基地機能を展開する際には、恐竜やとしての営業も一時ストップする必要があるため、その時点で店内にいる客(主に横田さん)も店外に追いやられることとなる。
関係者
- 杉下竜之介:店長
- 今中笑里:アルバイト
- ヤツデンワニ:看板トリノイド。OV『特捜戦隊デカレンジャーVSアバレンジャー』では社長に就任
- 横田さん:恐竜やの常連の一人で、「横ちゃん」の愛称で呼ばれることも多い中年男性。前述の通り、恐竜やが秘密基地として機能する際には店外に追いやられるのがお決まりのパターンとなっていたが、物語が進むに連れて普通に客として来た筈なのに、アバレンジャーが出動するに当たって注文を出してもらう間もなく店番を頼まれる、というケースも多くなった。
シリーズ内他作品への登場
前述の通り、エヴォリアンとの戦いが終息したTVシリーズ最終回の時点でも恐竜やは健在で、後日談に当たる『デカレンジャーVSアバレンジャー』では、なんと超高層ビルに本社を構え、チェーン展開も行うほどの大手外食産業へと急成長を遂げていることが語られている。
同作に限らず、その後も本作でメインライターを務めた荒川稔久が参加する戦隊作品、特にスーパー戦隊Vシネマを中心に、何かと恐竜やが登場したり、その存在に言及するケースがしばしば見られる。
- 『海賊戦隊ゴーカイジャー』:第4話にて、作中に登場したテナントに「恐竜や」の文字が見られる。
- 『ルパンレンジャーVSパトレンジャーVSキュウレンジャー』:作中、はぐれてしまったラッキーを探して一服ついていた店に「恐竜や」の看板がある。
- 『魔進戦隊キラメイジャー』:エピソード14にて登場した銭湯の広告の一枚に、「恐竜や」の文字が確認できる。
他スーパー戦隊で恐竜やと関わりがある人物
店員
- 城範人(『炎神戦隊ゴーオンジャー』):過去にアルバイトとして勤めていたことが言明されている。
お客様
- ドギー・クルーガー(『特捜戦隊デカレンジャー』):若い頃によく通っていたことが語られている。

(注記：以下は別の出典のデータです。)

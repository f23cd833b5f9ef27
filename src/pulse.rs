//! Bounded pulse measurement.

use crate::clock::MicrosClock;
use crate::line::{Level, SensorLine};

/// Outcome of timing one pulse.
#[derive(Clone, Copy, Debug, PartialEq, Eq)]
#[cfg_attr(feature = "defmt", derive(defmt::Format))]
pub enum Pulse {
    /// The line left the level after this many microseconds. Always below
    /// the timeout the pulse was measured with.
    Measured(u32),
    /// The level was still held when the timeout ran out.
    TimedOut,
}

impl Pulse {
    pub const fn duration_us(self) -> Option<u32> {
        match self {
            Pulse::Measured(us) => Some(us),
            Pulse::TimedOut => None,
        }
    }
}

/// Busy-poll `line` until it leaves `level` or `timeout_us` elapses.
///
/// Only samples the line. A pulse that lasts the full timeout is reported as
/// [`Pulse::TimedOut`], never as a duration.
pub fn measure_pulse<L, C>(
    line: &mut L,
    clock: &mut C,
    level: Level,
    timeout_us: u32,
) -> Result<Pulse, L::Error>
where
    L: SensorLine,
    C: MicrosClock,
{
    let start = clock.now_micros();
    loop {
        let current = line.level()?;
        let elapsed = clock.now_micros().wrapping_sub(start);
        if elapsed >= timeout_us {
            return Ok(Pulse::TimedOut);
        }
        if current != level {
            return Ok(Pulse::Measured(elapsed));
        }
    }
}

#[cfg(test)]
mod tests {
    use super::*;
    use crate::sim::Sim;
    use crate::PULSE_TIMEOUT_US;

    fn released(sim: &Sim) {
        let mut line = sim.line();
        line.drive_low().unwrap();
        line.release().unwrap();
    }

    #[test]
    fn measures_consecutive_pulses() {
        let sim = Sim::new(vec![(Level::Low, 10), (Level::High, 40), (Level::Low, 70)]);
        released(&sim);
        let (mut line, mut clock) = (sim.line(), sim.clock());

        // The first pulse is caught on its very first microsecond, so it
        // reads one tick long; the following pulses are exact.
        let first = measure_pulse(&mut line, &mut clock, Level::Low, PULSE_TIMEOUT_US).unwrap();
        assert_eq!(first, Pulse::Measured(11));
        let high = measure_pulse(&mut line, &mut clock, Level::High, PULSE_TIMEOUT_US).unwrap();
        assert_eq!(high, Pulse::Measured(40));
        let low = measure_pulse(&mut line, &mut clock, Level::Low, PULSE_TIMEOUT_US).unwrap();
        assert_eq!(low, Pulse::Measured(70));
    }

    #[test]
    fn returns_immediately_when_level_is_not_held() {
        let sim = Sim::new(vec![(Level::High, 500)]);
        released(&sim);
        let pulse =
            measure_pulse(&mut sim.line(), &mut sim.clock(), Level::Low, PULSE_TIMEOUT_US).unwrap();
        assert_eq!(pulse, Pulse::Measured(1));
    }

    #[test]
    fn stuck_line_times_out() {
        let sim = Sim::new(vec![(Level::Low, 5_000)]);
        released(&sim);
        let pulse =
            measure_pulse(&mut sim.line(), &mut sim.clock(), Level::Low, PULSE_TIMEOUT_US).unwrap();
        assert_eq!(pulse, Pulse::TimedOut);
        assert_eq!(pulse.duration_us(), None);
        assert!(sim.now_us() <= u64::from(PULSE_TIMEOUT_US) + 1);
    }

    #[test]
    fn pulse_reaching_timeout_is_not_a_duration() {
        let sim = Sim::new(vec![(Level::High, 1), (Level::Low, 100), (Level::High, 1)]);
        released(&sim);
        let (mut line, mut clock) = (sim.line(), sim.clock());
        measure_pulse(&mut line, &mut clock, Level::High, 1_000).unwrap();
        assert_eq!(
            measure_pulse(&mut line, &mut clock, Level::Low, 100).unwrap(),
            Pulse::TimedOut
        );

        let sim = Sim::new(vec![(Level::High, 1), (Level::Low, 99), (Level::High, 1)]);
        released(&sim);
        let (mut line, mut clock) = (sim.line(), sim.clock());
        measure_pulse(&mut line, &mut clock, Level::High, 1_000).unwrap();
        assert_eq!(
            measure_pulse(&mut line, &mut clock, Level::Low, 100).unwrap(),
            Pulse::Measured(99)
        );
    }

    #[test]
    fn survives_clock_wrap() {
        let sim = Sim::new(vec![(Level::High, 1), (Level::Low, 30)])
            .starting_at_us(u64::from(u32::MAX) - 10);
        released(&sim);
        let (mut line, mut clock) = (sim.line(), sim.clock());
        measure_pulse(&mut line, &mut clock, Level::High, PULSE_TIMEOUT_US).unwrap();
        let low = measure_pulse(&mut line, &mut clock, Level::Low, PULSE_TIMEOUT_US).unwrap();
        assert_eq!(low, Pulse::Measured(30));
    }
}
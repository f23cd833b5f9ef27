// src/dht.rs

use critical_section::with;
use embedded_hal::delay::DelayNs;

use crate::frame::{RawFrame, FRAME_BITS};
use crate::{
    measure_pulse, DecodeError, DhtReading, Error, Level, MicrosClock, Pulse, SensorLine,
    BIT_THRESHOLD_US, PULSE_TIMEOUT_US, START_LOW_MS, START_RELEASE_US,
};

/// Protocol timing. The defaults match the DHT22 datasheet and the polling
/// overhead of an ESP32-C3 at full clock.
#[derive(Clone, Copy, Debug, PartialEq, Eq)]
#[cfg_attr(feature = "defmt", derive(defmt::Format))]
pub struct DhtConfig {
    /// High pulses strictly longer than this decode as 1.
    pub bit_threshold_us: u32,
    /// Budget for every single pulse.
    pub timeout_us: u32,
    pub start_low_ms: u32,
    pub start_release_us: u32,
}

impl Default for DhtConfig {
    fn default() -> Self {
        Self::new()
    }
}

impl DhtConfig {
    pub const fn new() -> Self {
        Self {
            bit_threshold_us: BIT_THRESHOLD_US,
            timeout_us: PULSE_TIMEOUT_US,
            start_low_ms: START_LOW_MS,
            start_release_us: START_RELEASE_US,
        }
    }

    pub const fn with_bit_threshold_us(mut self, us: u32) -> Self {
        self.bit_threshold_us = us;
        self
    }

    pub const fn with_timeout_us(mut self, us: u32) -> Self {
        self.timeout_us = us;
        self
    }

    pub const fn with_start_low_ms(mut self, ms: u32) -> Self {
        self.start_low_ms = ms;
        self
    }

    pub const fn with_start_release_us(mut self, us: u32) -> Self {
        self.start_release_us = us;
        self
    }

    const fn bit_value(&self, high_us: u32) -> bool {
        high_us > self.bit_threshold_us
    }
}

pub struct DhtSensor<L, C, D>
where
    L: SensorLine,
{
    line: L,
    clock: C,
    delay: D,
    config: DhtConfig,
}

impl<L, C, D> DhtSensor<L, C, D>
where
    L: SensorLine,
    C: MicrosClock,
    D: DelayNs,
{
    pub fn new(line: L, clock: C, delay: D) -> Self {
        Self::with_config(line, clock, delay, DhtConfig::default())
    }

    pub fn with_config(line: L, clock: C, delay: D, config: DhtConfig) -> Self {
        DhtSensor {
            line,
            clock,
            delay,
            config,
        }
    }

    pub fn config(&self) -> &DhtConfig {
        &self.config
    }

    /// Give back the line, clock and delay.
    pub fn free(self) -> (L, C, D) {
        (self.line, self.clock, self.delay)
    }

    /// Run one full transaction: start condition, then decode.
    pub fn read(&mut self) -> Result<DhtReading, Error<L::Error>> {
        self.begin_reading()?.decode()
    }

    /// Send the start condition and hand the released line to a
    /// [`Transaction`].
    ///
    /// A sensor that does not answer is only noticed by
    /// [`Transaction::decode`].
    pub fn begin_reading(&mut self) -> Result<Transaction<'_, L, C, D>, Error<L::Error>> {
        self.send_start().map_err(Error::Line)?;
        Ok(Transaction { sensor: self })
    }

    fn send_start(&mut self) -> Result<(), L::Error> {
        self.line.drive_low()?;
        self.delay.delay_ms(self.config.start_low_ms);
        self.line.drive_high()?;
        self.delay.delay_us(self.config.start_release_us);
        self.line.release()
    }
}

/// Exclusive use of the sensor between the start condition and the end of
/// the frame. Dropping it leaves the line released.
pub struct Transaction<'a, L, C, D>
where
    L: SensorLine,
{
    sensor: &'a mut DhtSensor<L, C, D>,
}

impl<L, C, D> Transaction<'_, L, C, D>
where
    L: SensorLine,
    C: MicrosClock,
    D: DelayNs,
{
    /// Receive and validate the sensor's answer.
    pub fn decode(mut self) -> Result<DhtReading, Error<L::Error>> {
        let result = with(|_cs| self.capture()).and_then(|frame| {
            let frame = frame.validate()?;
            trace!("DHT22 frame {:?}", frame.bytes());
            frame.reading().map_err(Error::from)
        });
        if let Err(Error::Decode(kind)) = &result {
            debug!("DHT22 read failed: {}", kind);
        }
        result
    }

    fn capture(&mut self) -> Result<RawFrame, Error<L::Error>> {
        if self.pulse(Level::Low)?.duration_us().is_none()
            || self.pulse(Level::High)?.duration_us().is_none()
        {
            return Err(DecodeError::NoResponse.into());
        }

        let mut frame = RawFrame::new();
        for index in 0..FRAME_BITS {
            if let Pulse::TimedOut = self.pulse(Level::Low)? {
                return Err(DecodeError::LowPulseTimeout.into());
            }
            let high_us = self
                .pulse(Level::High)?
                .duration_us()
                .ok_or(DecodeError::HighPulseTimeout)?;
            if self.sensor.config.bit_value(high_us) {
                frame.set_bit(index);
            }
        }
        Ok(frame)
    }

    fn pulse(&mut self, level: Level) -> Result<Pulse, Error<L::Error>> {
        let sensor = &mut *self.sensor;
        measure_pulse(
            &mut sensor.line,
            &mut sensor.clock,
            level,
            sensor.config.timeout_us,
        )
        .map_err(Error::Line)
    }
}

impl<L, C, D> Drop for Transaction<'_, L, C, D>
where
    L: SensorLine,
{
    fn drop(&mut self) {
        let _ = self.sensor.line.release();
    }
}
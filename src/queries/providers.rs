//! Provider lookups against the in-memory catalog.

use crate::catalog::Catalog;
use crate::models::Provider;

/// Query interface for energy providers.
pub struct ProviderQuery<'a> {
    catalog: &'a Catalog,
}

impl<'a> ProviderQuery<'a> {
    /// Create a new `ProviderQuery` bound to the given catalog.
    pub fn new(catalog: &'a Catalog) -> Self {
        Self { catalog }
    }

    /// List providers in catalog order, optionally restricted to one
    /// country (case-insensitive).
    pub fn list(&self, country: Option<&str>) -> Vec<Provider> {
        self.catalog
            .providers()
            .iter()
            .filter(|p| country.map_or(true, |c| p.is_in(c)))
            .cloned()
            .collect()
    }

    /// Retrieve a provider by id.
    pub fn get(&self, id: &str) -> Option<Provider> {
        self.catalog.provider(id).cloned()
    }

    /// Retrieve a provider by its slug.
    pub fn get_by_slug(&self, slug: &str) -> Option<Provider> {
        self.catalog
            .providers()
            .iter()
            .find(|p| p.slug == slug)
            .cloned()
    }

    /// Count providers, optionally restricted to one country.
    pub fn count(&self, country: Option<&str>) -> usize {
        self.list(country).len()
    }
}
//! Query modules for the energy offers SDK.
//!
//! Each module provides a query struct that borrows from a [`Catalog`](crate::catalog::Catalog)
//! and exposes methods returning typed models. Offers always pass through the
//! resolver, so every result carries the same derived prices.

pub mod countries;
pub mod offers;
pub mod providers;

pub use countries::CountryQuery;
pub use offers::{CountryOffers, OfferQuery};
pub use providers::ProviderQuery;
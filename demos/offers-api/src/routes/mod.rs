pub mod countries;
pub mod offers;
pub mod providers;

- 白鳥スワン(同上):小津深雪とも、恐竜やを通じて親しかったことが語られている。
- 小津深雪(『魔法戦隊マジレンジャー』):常連さんの一人。
- 牧野森男(『轟轟戦隊ボウケンジャー』)
- 真咲美希(『獣拳戦隊ゲキレンジャー』)
- 久津ケン・幸子兄妹(同上):同作のTVシリーズ修行その30にて、未遂に終わったものの恐竜やのカレーを食べに行こうとした。
- キャプテン・マーベラス(『海賊戦隊ゴーカイジャー』):VSシリーズでチキンカレーを食べていた。
- スティンガー、ハミィ、スパーダ(『宇宙戦隊キュウレンジャー』):前述のラッキー探しの情報交換の際に恐竜やを訪れている。スパーダは本職がシェフであるためか、恐竜やのカレーを食べた際にその味を絶賛してもいる。
備考
2023年放送の木曜ドラマ『警視庁アウトサイダー』では、何かと特撮も含めた過去のドラマなどのパロディが散見される点でも話題を博したが、本作からも恐竜やにちなんだパロディが盛り込まれている。
これは同作の2023年3月2日放送分(最終回)でのことで、作中に登場する居酒屋龍宮城のメニューとして「今日・龍カレー」が登場。恐竜カレーと同様にカレーは恐竜型の器に盛られており、コップには恐竜やのロゴが描かれているという念の入れようである。
また、このシーンでは店内に踏み込んできた一途会の構成員の一人を、本作でのアスカ役である阿部薫が演じており、カレーを一瞥して思わず反応してしまうというくだりも挟まれている(この他、カレー繋がりなのか、『仮面ライダーリバイス』で五十嵐さくらを演じた井本彩花が演じる沙希が、仮面ライダージャンヌの変身ポーズで立ち塞がり、決め台詞を言うシーンまである)。
同作の演出陣の中には、本作のOV『爆竜戦隊アバレンジャー20th 許されざるアバレ』を手掛けた木村ひさしも名を連ねており、同作の最終回の演出もやはり木村の手によるものである。
関連タグ
スナックゴン(秘密戦隊ゴレンジャー) スナックサファリ(太陽戦隊サンバルカン):いずれもスーパー戦隊シリーズの他作品に登場する飲食店で、名物としてカレーを提供しているという点で恐竜やと共通している。特にスナックサファリは、様々な作品に登場し、共通する作品も多い。
ゴールド寿司:『侍戦隊シンケンジャー』に登場する飲食店の一つ。ごく一時期のみではあるが、メニューの一つとしてカレー(寿司カレー)を提供したことがあり、前出の「スーパー戦隊レストラン」においても恐竜やのカレーなどと並んでメニューの一つにラインナップされていた。